Devant le Brown’s Hotel, à Londres, un portier en livrée et haut-de-forme accompagne les clients jusqu’à leur taxi. À l’intérieur, la suite la plus prestigieuse se loue plus de 8 000 dollars la nuit. Au bar, les cocktails raffinés se facturent plus de 25 euros. À en juger par le hall bondé, de nombreuses personnes sont prêtes à dépenser sans compter.

Aujourd’hui, le secteur du luxe se trouve scindé en deux. Les incertitudes économiques incitent les consommateurs à restreindre leurs dépenses en biens de luxe : escarpins, sacs à main, parfums ou montres de prestige. Le cabinet Bain estime que les ventes de produits de luxe personnels devraient reculer de 2 à 5 % cette année. En revanche, les dépenses consacrées aux loisirs continuent de progresser. Hôtels cinq étoiles, vols en première classe, croisières et expériences « uniques dans une vie » affichent une forte croissance. Selon McKinsey, les dépenses mondiales en hôtellerie de luxe atteindront 390 milliards de dollars en 2028, contre 239 milliards en 2023. Les grands groupes du luxe ne s’y sont pas trompés en investissant massivement dans ce domaine. Chez Accor, qui possède à la fois la chaîne haut de gamme Sofitel et la chaîne économique Ibis, son PDG Sébastien Bazin vise à porter la part du flux de trésorerie issue du segment luxe de 35 % aujourd’hui à 50 % d’ici 2030.

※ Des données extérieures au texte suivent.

//! Session configuration.
//!
//! A [`SessionConfig`] names the stream to open and sizes the signal
//! channels. It can be built in code, read from the environment, or loaded
//! from a JSON document.

use std::path::Path;

use serde::{Deserialize, Serialize};

use crate::error::ConfigError;
use crate::traits::Headers;

/// Environment variable holding the stream URL.
pub const ENV_URL: &str = "EVENTSOURCE_URL";
/// Environment variable overriding [`SessionConfig::data_capacity`].
pub const ENV_DATA_CAPACITY: &str = "EVENTSOURCE_DATA_CAPACITY";
/// Environment variable overriding [`SessionConfig::error_capacity`].
pub const ENV_ERROR_CAPACITY: &str = "EVENTSOURCE_ERROR_CAPACITY";

pub const DEFAULT_DATA_CAPACITY: usize = 256;
pub const DEFAULT_ERROR_CAPACITY: usize = 16;

fn default_data_capacity() -> usize {
    DEFAULT_DATA_CAPACITY
}

fn default_error_capacity() -> usize {
    DEFAULT_ERROR_CAPACITY
}

/// Configuration for one event stream session.
///
/// # Example
///
/// ```ignore
/// use eventsource_session::SessionConfig;
///
/// let config = SessionConfig::new("https://example.com/events")
///     .with_header("Authorization", "Bearer token")
///     .with_data_capacity(1024);
/// ```
#[derive(Debug, Clone, PartialEq, Eq, Serialize, Deserialize)]
pub struct SessionConfig {
    /// Stream endpoint; fixed for the life of the session
    pub url: String,
    /// Extra headers sent with every request (e.g. Authorization)
    #[serde(default)]
    pub headers: Headers,
    /// Payloads a data subscriber may fall behind before losing the oldest
    #[serde(default = "default_data_capacity")]
    pub data_capacity: usize,
    /// Errors an error subscriber may fall behind before losing the oldest
    #[serde(default = "default_error_capacity")]
    pub error_capacity: usize,
}

impl SessionConfig {
    /// Create a config for `url` with default capacities.
    pub fn new(url: impl Into<String>) -> Self {
        Self {
            url: url.into(),
            headers: Headers::new(),
            data_capacity: DEFAULT_DATA_CAPACITY,
            error_capacity: DEFAULT_ERROR_CAPACITY,
        }
    }

    /// Add a header sent with every request.
    pub fn with_header(mut self, name: impl Into<String>, value: impl Into<String>) -> Self {
        self.headers.insert(name.into(), value.into());
        self
    }

    /// Set the data channel capacity.
    pub fn with_data_capacity(mut self, capacity: usize) -> Self {
        self.data_capacity = capacity;
        self
    }

    /// Set the error channel capacity.
    pub fn with_error_capacity(mut self, capacity: usize) -> Self {
        self.error_capacity = capacity;
        self
    }

    /// Check the config is usable.
    pub fn validate(&self) -> Result<(), ConfigError> {
        if self.url.trim().is_empty() {
            return Err(ConfigError::EmptyUrl);
        }
        if self.data_capacity == 0 {
            return Err(ConfigError::ZeroCapacity {
                field: "data_capacity",
            });
        }
        if self.error_capacity == 0 {
            return Err(ConfigError::ZeroCapacity {
                field: "error_capacity",
            });
        }
        Ok(())
    }

    /// Build a config from `EVENTSOURCE_*` environment variables.
    ///
    /// `EVENTSOURCE_URL` is required; the capacity variables are optional.
    pub fn from_env() -> Result<Self, ConfigError> {
        let url = std::env::var(ENV_URL).map_err(|_| ConfigError::MissingEnv {
            var: ENV_URL.to_string(),
        })?;
        let mut config = Self::new(url);
        if let Some(capacity) = capacity_from_env(ENV_DATA_CAPACITY)? {
            config.data_capacity = capacity;
        }
        if let Some(capacity) = capacity_from_env(ENV_ERROR_CAPACITY)? {
            config.error_capacity = capacity;
        }
        config.validate()?;
        Ok(config)
    }

    /// Parse and validate a JSON config document.
    pub fn from_json_str(json: &str) -> Result<Self, ConfigError> {
        let config: Self = serde_json::from_str(json)?;
        config.validate()?;
        Ok(config)
    }

    /// Read, parse and validate a JSON config file.
    pub fn from_json_file(path: impl AsRef<Path>) -> Result<Self, ConfigError> {
        let path = path.as_ref();
        let contents = std::fs::read_to_string(path).map_err(|e| ConfigError::Io {
            path: path.display().to_string(),
            message: e.to_string(),
        })?;
        Self::from_json_str(&contents)
    }
}

fn capacity_from_env(var: &str) -> Result<Option<usize>, ConfigError> {
    match std::env::var(var) {
        Ok(value) => value
            .trim()
            .parse::<usize>()
            .map(Some)
            .map_err(|_| ConfigError::InvalidEnv {
                var: var.to_string(),
                value,
            }),
        Err(_) => Ok(None),
    }
}
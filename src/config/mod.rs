mod settings;

pub use settings::{
    ChatConfig, DatabaseConfig, JwtConfig, OtelConfig, ServerConfig, Settings, WebSocketConfig,
};
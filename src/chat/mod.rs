//! Chat domain: users, rooms, messages, and their persistence.

mod factory;
mod memory_store;
mod models;
mod postgres_store;
mod service;
mod store;
mod users;

pub use factory::create_chat_store;
pub use memory_store::MemoryChatStore;
pub use models::{ChatMessage, ChatMessageView, ChatRoom, ChatRoomView, NewUser, User, UserProfile};
pub use postgres_store::PostgresChatStore;
pub use service::ChatService;
pub use store::{ChatStore, StoreError};
pub use users::{Registration, UserService};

Malgré le durcissement des règles migratoires aux États-Unis, les guerres commerciales et les tensions géopolitiques, les voyageurs haut de gamme soutiennent le marché du tourisme. D’après CoStar, société d’analyse immobilière, le revenu par chambre disponible dans les hôtels de luxe est resté supérieur chaque mois à celui de 2024, tandis qu’il reculait pour les catégories inférieures. Chez Chase Travel, filiale de JPMorgan Chase, les réservations de vols en première classe ont progressé de plus de 20 % entre juin et août. Air France a décidé de monter en gamme sa première classe afin de répondre à la demande internationale. IBA, cabinet spécialisé dans l’aviation, prévoit la livraison de 820 jets privés en 2025, soit une hausse de 7,3 %.

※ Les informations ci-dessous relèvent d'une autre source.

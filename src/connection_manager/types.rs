//! Connection handle and related types

use chrono::{DateTime, Utc};
use std::net::SocketAddr;
use std::sync::atomic::{AtomicI64, AtomicU8, Ordering};
use std::sync::OnceLock;
use tokio::sync::{mpsc, Notify};
use uuid::Uuid;

use crate::error::RealtimeError;
use crate::websocket::{OutboundEnvelope, OutboundMessage};

/// Lifecycle of the underlying transport as seen by the registry.
#[derive(Debug, Clone, Copy, PartialEq, Eq)]
#[repr(u8)]
pub enum TransportState {
    Open = 0,
    Closing = 1,
    Closed = 2,
}

impl TransportState {
    fn from_u8(value: u8) -> Self {
        match value {
            0 => Self::Open,
            1 => Self::Closing,
            _ => Self::Closed,
        }
    }
}

/// Information captured from the upgrade request.
#[derive(Debug, Clone, Default)]
pub struct RemoteMetadata {
    pub remote_addr: Option<SocketAddr>,
    pub path: String,
    pub query: Option<String>,
    pub user_agent: Option<String>,
}

/// Handle for a single WebSocket connection
pub struct ConnectionHandle {
    pub id: Uuid,
    pub metadata: RemoteMetadata,
    pub connected_at: DateTime<Utc>,
    sender: mpsc::Sender<OutboundMessage>,
    /// Set once by the handshake, never cleared
    user_id: OnceLock<String>,
    state: AtomicU8,
    /// Last activity timestamp (Unix seconds) - using AtomicI64 for lock-free updates
    last_activity: AtomicI64,
    close_signal: Notify,
}

impl ConnectionHandle {
    pub fn new(sender: mpsc::Sender<OutboundMessage>, metadata: RemoteMetadata) -> Self {
        let now = Utc::now();
        Self {
            id: Uuid::new_v4(),
            metadata,
            connected_at: now,
            sender,
            user_id: OnceLock::new(),
            state: AtomicU8::new(TransportState::Open as u8),
            last_activity: AtomicI64::new(now.timestamp()),
            close_signal: Notify::new(),
        }
    }

    /// User bound by a successful handshake, if any
    pub fn user_id(&self) -> Option<&str> {
        self.user_id.get().map(String::as_str)
    }

    pub fn is_authenticated(&self) -> bool {
        self.user_id.get().is_some()
    }

    /// Returns false if a user was already bound.
    pub(crate) fn bind_user(&self, user_id: &str) -> bool {
        self.user_id.set(user_id.to_string()).is_ok()
    }

    pub fn transport_state(&self) -> TransportState {
        TransportState::from_u8(self.state.load(Ordering::Acquire))
    }

    pub fn is_open(&self) -> bool {
        self.transport_state() == TransportState::Open && !self.sender.is_closed()
    }

    pub fn mark_closing(&self) {
        let _ = self.state.compare_exchange(
            TransportState::Open as u8,
            TransportState::Closing as u8,
            Ordering::AcqRel,
            Ordering::Acquire,
        );
    }

    pub fn mark_closed(&self) {
        self.state.store(TransportState::Closed as u8, Ordering::Release);
    }

    pub fn update_activity(&self) {
        self.last_activity
            .store(Utc::now().timestamp(), Ordering::Relaxed);
    }

    pub fn last_activity(&self) -> DateTime<Utc> {
        DateTime::from_timestamp(self.last_activity.load(Ordering::Relaxed), 0)
            .unwrap_or_else(Utc::now)
    }

    /// Queue a frame without waiting.
    ///
    /// Fails with `TransportUnavailable` when the connection is closing, the
    /// writer has gone away, or its buffer is full.
    pub fn try_send(&self, message: OutboundMessage) -> Result<(), RealtimeError> {
        if !self.is_open() {
            return Err(RealtimeError::TransportUnavailable(self.id));
        }

        self.sender
            .try_send(message)
            .map_err(|_| RealtimeError::TransportUnavailable(self.id))
    }

    /// Serialize and queue an envelope without waiting
    pub fn try_send_envelope(&self, envelope: OutboundEnvelope) -> Result<(), RealtimeError> {
        self.try_send(OutboundMessage::Raw(envelope))
    }

    /// Queue a close frame and stop accepting application frames.
    ///
    /// Falls back to an immediate teardown when the frame cannot be queued.
    pub fn close(&self, code: u16, reason: &str) -> bool {
        let queued = self
            .try_send(OutboundMessage::Close {
                code,
                reason: reason.to_string(),
            })
            .is_ok();

        self.mark_closing();

        if !queued {
            self.close_signal.notify_one();
        }

        queued
    }

    /// Tear the connection down without a close handshake.
    pub fn abort(&self) {
        self.mark_closing();
        self.close_signal.notify_one();
    }

    /// Resolves once `abort` (or a failed `close`) has been requested
    pub async fn aborted(&self) {
        self.close_signal.notified().await
    }
}

impl std::fmt::Debug for ConnectionHandle {
    fn fmt(&self, f: &mut std::fmt::Formatter<'_>) -> std::fmt::Result {
        f.debug_struct("ConnectionHandle")
            .field("id", &self.id)
            .field("user_id", &self.user_id())
            .field("state", &self.transport_state())
            .field("remote_addr", &self.metadata.remote_addr)
            .finish()
    }
}

#[cfg(test)]
mod tests {
    use super::*;

    fn handle(buffer: usize) -> (ConnectionHandle, mpsc::Receiver<OutboundMessage>) {
        let (tx, rx) = mpsc::channel(buffer);
        (ConnectionHandle::new(tx, RemoteMetadata::default()), rx)
    }

    #[test]
    fn test_user_binds_once() {
        let (handle, _rx) = handle(1);
        assert!(!handle.is_authenticated());

        assert!(handle.bind_user("u1"));
        assert!(!handle.bind_user("u2"));
        assert_eq!(handle.user_id(), Some("u1"));
    }

    #[test]
    fn test_state_transitions() {
        let (handle, _rx) = handle(1);
        assert_eq!(handle.transport_state(), TransportState::Open);

        handle.mark_closing();
        assert_eq!(handle.transport_state(), TransportState::Closing);

        handle.mark_closed();
        handle.mark_closing();
        assert_eq!(handle.transport_state(), TransportState::Closed);
    }

    #[test]
    fn test_try_send_respects_state_and_capacity() {
        let (handle, mut rx) = handle(1);

        assert!(handle.try_send(OutboundMessage::Ping).is_ok());
        assert_eq!(
            handle.try_send(OutboundMessage::Ping),
            Err(RealtimeError::TransportUnavailable(handle.id))
        );

        assert!(rx.try_recv().is_ok());
        handle.mark_closing();
        assert!(handle.try_send(OutboundMessage::Ping).is_err());
    }

    #[test]
    fn test_dropped_receiver_is_not_open() {
        let (handle, rx) = handle(1);
        drop(rx);
        assert!(!handle.is_open());
    }

    #[tokio::test]
    async fn test_close_without_room_aborts() {
        let (handle, _rx) = handle(1);
        handle.try_send(OutboundMessage::Ping).unwrap();

        assert!(!handle.close(1001, "going away"));
        // permit stored by notify_one
        handle.aborted().await;
        assert_eq!(handle.transport_state(), TransportState::Closing);
    }
}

Face à cette réorientation des dépenses, Bulgari et Armani ont ouvert des hôtels. Le groupe LVMH développe sa chaîne « Cheval Blanc » et a acquis l’hôtel « Belmond » à Londres. Il possède également un yacht, l’Orient Express, de 230 mètres et 54 suites, construit en partenariat avec Accor, qui sera accessible à une clientèle huppée depuis la France l’an prochain. Dolce & Gabbana et Burberry, de leur côté, collaborent avec des groupes hôteliers pour ouvrir des boutiques éphémères et des beach clubs exclusifs.

Selon Richard Clarke, analyste chez Bernstein, la présence de plus en plus marquée du secteur du luxe dans l’univers des loisirs illustre un déplacement des dépenses, des biens matériels vers les expériences. Les vêtements et accessoires de créateurs sont désormais accessibles partout et arborés aussi bien par les classes aisées que par les très riches. En revanche, les voyages exceptionnels – qui peuvent coûter plusieurs milliers de livres par personne et par jour – conservent une dimension véritablement exclusive.

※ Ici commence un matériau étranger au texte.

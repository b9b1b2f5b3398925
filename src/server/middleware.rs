use axum::{
    extract::FromRequestParts,
    http::{header, request::Parts, HeaderMap},
};
use uuid::Uuid;

use super::AppState;
use crate::chat::User;
use crate::error::AppError;

/// Extract bearer token from Authorization header
pub fn extract_bearer_token(headers: &HeaderMap) -> Option<&str> {
    headers
        .get(header::AUTHORIZATION)
        .and_then(|v| v.to_str().ok())
        .and_then(|v| v.strip_prefix("Bearer "))
        .map(str::trim)
        .filter(|t| !t.is_empty())
}

/// The user behind a valid bearer token.
///
/// Rejects with 401 when the token is missing or invalid, or its user no
/// longer exists.
pub struct AuthUser(pub User);

impl FromRequestParts<AppState> for AuthUser {
    type Rejection = AppError;

    async fn from_request_parts(parts: &mut Parts, state: &AppState) -> Result<Self, Self::Rejection> {
        let unauthorized = || AppError::Auth("Unauthorized".to_string());

        let token = extract_bearer_token(&parts.headers).ok_or_else(unauthorized)?;

        let claims = state.token_service.validate(token).map_err(|e| {
            tracing::debug!(error = %e, "Bearer token rejected");
            unauthorized()
        })?;

        let user_id = Uuid::parse_str(claims.user_id()).map_err(|_| unauthorized())?;

        let user = state.users.get(user_id).await?.ok_or_else(|| {
            tracing::debug!(user_id = %user_id, "Token for unknown user");
            unauthorized()
        })?;

        Ok(AuthUser(user))
    }
}
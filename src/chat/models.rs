use chrono::{DateTime, Utc};
use serde::Serialize;
use sqlx::FromRow;
use uuid::Uuid;

/// Registered account
#[derive(Debug, Clone, Serialize, FromRow)]
#[serde(rename_all = "camelCase")]
pub struct User {
    pub id: Uuid,
    pub first_name: String,
    pub last_name: String,
    pub email: String,
    #[serde(skip_serializing)]
    pub password_hash: String,
    pub profile_picture: Option<String>,
    pub created_at: DateTime<Utc>,
    pub updated_at: DateTime<Utc>,
}

impl User {
    pub fn profile(&self) -> UserProfile {
        UserProfile {
            id: self.id,
            first_name: self.first_name.clone(),
            last_name: self.last_name.clone(),
            email: self.email.clone(),
            profile_picture: self.profile_picture.clone(),
        }
    }
}

/// Fields needed to create a user; the email is already normalized
#[derive(Debug, Clone)]
pub struct NewUser {
    pub first_name: String,
    pub last_name: String,
    pub email: String,
    pub password_hash: String,
}

/// Public view of a user embedded in rooms and messages
#[derive(Debug, Clone, PartialEq, Eq, Serialize)]
#[serde(rename_all = "camelCase")]
pub struct UserProfile {
    pub id: Uuid,
    pub first_name: String,
    pub last_name: String,
    pub email: String,
    pub profile_picture: Option<String>,
}

#[derive(Debug, Clone, PartialEq, Eq)]
pub struct ChatRoom {
    pub id: Uuid,
    pub name: String,
    /// In join order
    pub members: Vec<Uuid>,
    pub created_at: DateTime<Utc>,
    pub updated_at: DateTime<Utc>,
}

impl ChatRoom {
    pub fn has_member(&self, user_id: Uuid) -> bool {
        self.members.contains(&user_id)
    }
}

#[derive(Debug, Clone, Serialize)]
#[serde(rename_all = "camelCase")]
pub struct ChatRoomView {
    pub id: Uuid,
    pub name: String,
    pub members: Vec<UserProfile>,
    pub created_at: DateTime<Utc>,
    pub updated_at: DateTime<Utc>,
}

#[derive(Debug, Clone, PartialEq, Eq, FromRow)]
pub struct ChatMessage {
    pub id: Uuid,
    pub message: String,
    pub room: Uuid,
    pub user: Uuid,
    pub created_at: DateTime<Utc>,
    pub updated_at: DateTime<Utc>,
}

/// Message as sent to clients, author populated
#[derive(Debug, Clone, Serialize)]
#[serde(rename_all = "camelCase")]
pub struct ChatMessageView {
    pub id: Uuid,
    pub message: String,
    pub room: Uuid,
    pub user: Option<UserProfile>,
    pub created_at: DateTime<Utc>,
    pub updated_at: DateTime<Utc>,
}

impl ChatMessageView {
    pub fn new(message: ChatMessage, author: Option<UserProfile>) -> Self {
        Self {
            id: message.id,
            message: message.message,
            room: message.room,
            user: author,
            created_at: message.created_at,
            updated_at: message.updated_at,
        }
    }
}
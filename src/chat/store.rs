//! Persistence boundary for users, rooms, and messages.

use async_trait::async_trait;
use thiserror::Error;
use uuid::Uuid;

use crate::error::AppError;

use super::models::{ChatMessage, ChatRoom, NewUser, User};

#[derive(Debug, Error)]
pub enum StoreError {
    /// A unique field is already taken
    #[error("{0} already in use")]
    Duplicate(&'static str),

    #[error("PostgreSQL error: {0}")]
    Postgres(#[from] sqlx::Error),
}

impl From<StoreError> for AppError {
    fn from(err: StoreError) -> Self {
        match err {
            StoreError::Duplicate(field) => AppError::Conflict(format!("user/{}-already-in-use", field)),
            StoreError::Postgres(e) => AppError::Database(e),
        }
    }
}

/// Storage backend for the chat domain.
///
/// Membership changes return `Ok(None)` when the room does not exist.
#[async_trait]
pub trait ChatStore: Send + Sync {
    /// Backend name for logs and health output
    fn name(&self) -> &'static str;

    async fn create_user(&self, user: NewUser) -> Result<User, StoreError>;

    async fn find_user(&self, id: Uuid) -> Result<Option<User>, StoreError>;

    async fn find_user_by_email(&self, email: &str) -> Result<Option<User>, StoreError>;

    /// Users with the given ids; unknown ids are left out
    async fn find_users(&self, ids: &[Uuid]) -> Result<Vec<User>, StoreError>;

    /// Create a room whose only member is `owner`
    async fn create_room(&self, name: &str, owner: Uuid) -> Result<ChatRoom, StoreError>;

    async fn find_room(&self, id: Uuid) -> Result<Option<ChatRoom>, StoreError>;

    /// Rooms the user is a member of, oldest first
    async fn rooms_for_user(&self, user_id: Uuid) -> Result<Vec<ChatRoom>, StoreError>;

    /// Idempotent
    async fn add_member(&self, room_id: Uuid, user_id: Uuid) -> Result<Option<ChatRoom>, StoreError>;

    /// Idempotent
    async fn remove_member(&self, room_id: Uuid, user_id: Uuid) -> Result<Option<ChatRoom>, StoreError>;

    async fn insert_message(&self, room_id: Uuid, user_id: Uuid, message: &str) -> Result<ChatMessage, StoreError>;

    /// Newest first
    async fn list_messages(&self, room_id: Uuid, skip: i64, limit: i64) -> Result<Vec<ChatMessage>, StoreError>;
}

Le risque est que les acteurs du tourisme de luxe reproduisent les erreurs des maisons de mode. Au tournant des années 2000, celles-ci ont cherché à séduire les consommateurs « aspirationnels » – riches, certes, mais pas fortunés à l’extrême – ce qui les a rendues vulnérables au moindre retournement conjoncturel. Selon McKinsey, la part des dépenses d’hôtellerie de luxe provenant des ultra-riches (patrimoines supérieurs à 30 millions de dollars) tend à diminuer. Ces derniers ne veulent pas cohabiter avec les simples riches. Ils entendent conserver une part d’exclusivité et se rabattent sur des villas à plusieurs dizaines de millions d’euros ou sur les jets privés.

Signe que la clientèle « ordinaire » souhaite, elle aussi, se sentir privilégiée : EasyJet Holidays, filiale du transporteur à bas coût, a lancé ce mois-ci une offre « premium » comprenant hôtels haut de gamme, embarquement prioritaire et « extras raffinés » tels que des dîners étoilés. La banalisation du luxe se traduit par la multiplication des chambres haut de gamme : leur nombre passera de 1,8 million actuellement à près de 2,2 millions d’ici 2030, une expansion plus rapide que dans les autres segments. À Londres, Rosewood, Six Senses et Auberge – trois enseignes parmi les plus réputées – ouvriront chacune un nouvel établissement cette année. Selon Savills, la capitale britannique compte déjà 18 750 chambres de luxe et 1 618 autres sont en projet. À Paris, près de 500 nouvelles chambres de luxe ont ouvert en 2025.

Compte tenu de l’importance des investissements, les hôtels de luxe ont tendance à augmenter leurs tarifs. Les touristes commencent à juger ces prix de plus en plus prohibitifs. Selon CoStar, dans plusieurs mois récents, les taux d’occupation des cinq étoiles ont été légèrement inférieurs à ceux de 2024, mais la hausse des prix a permis de maintenir la progression des revenus.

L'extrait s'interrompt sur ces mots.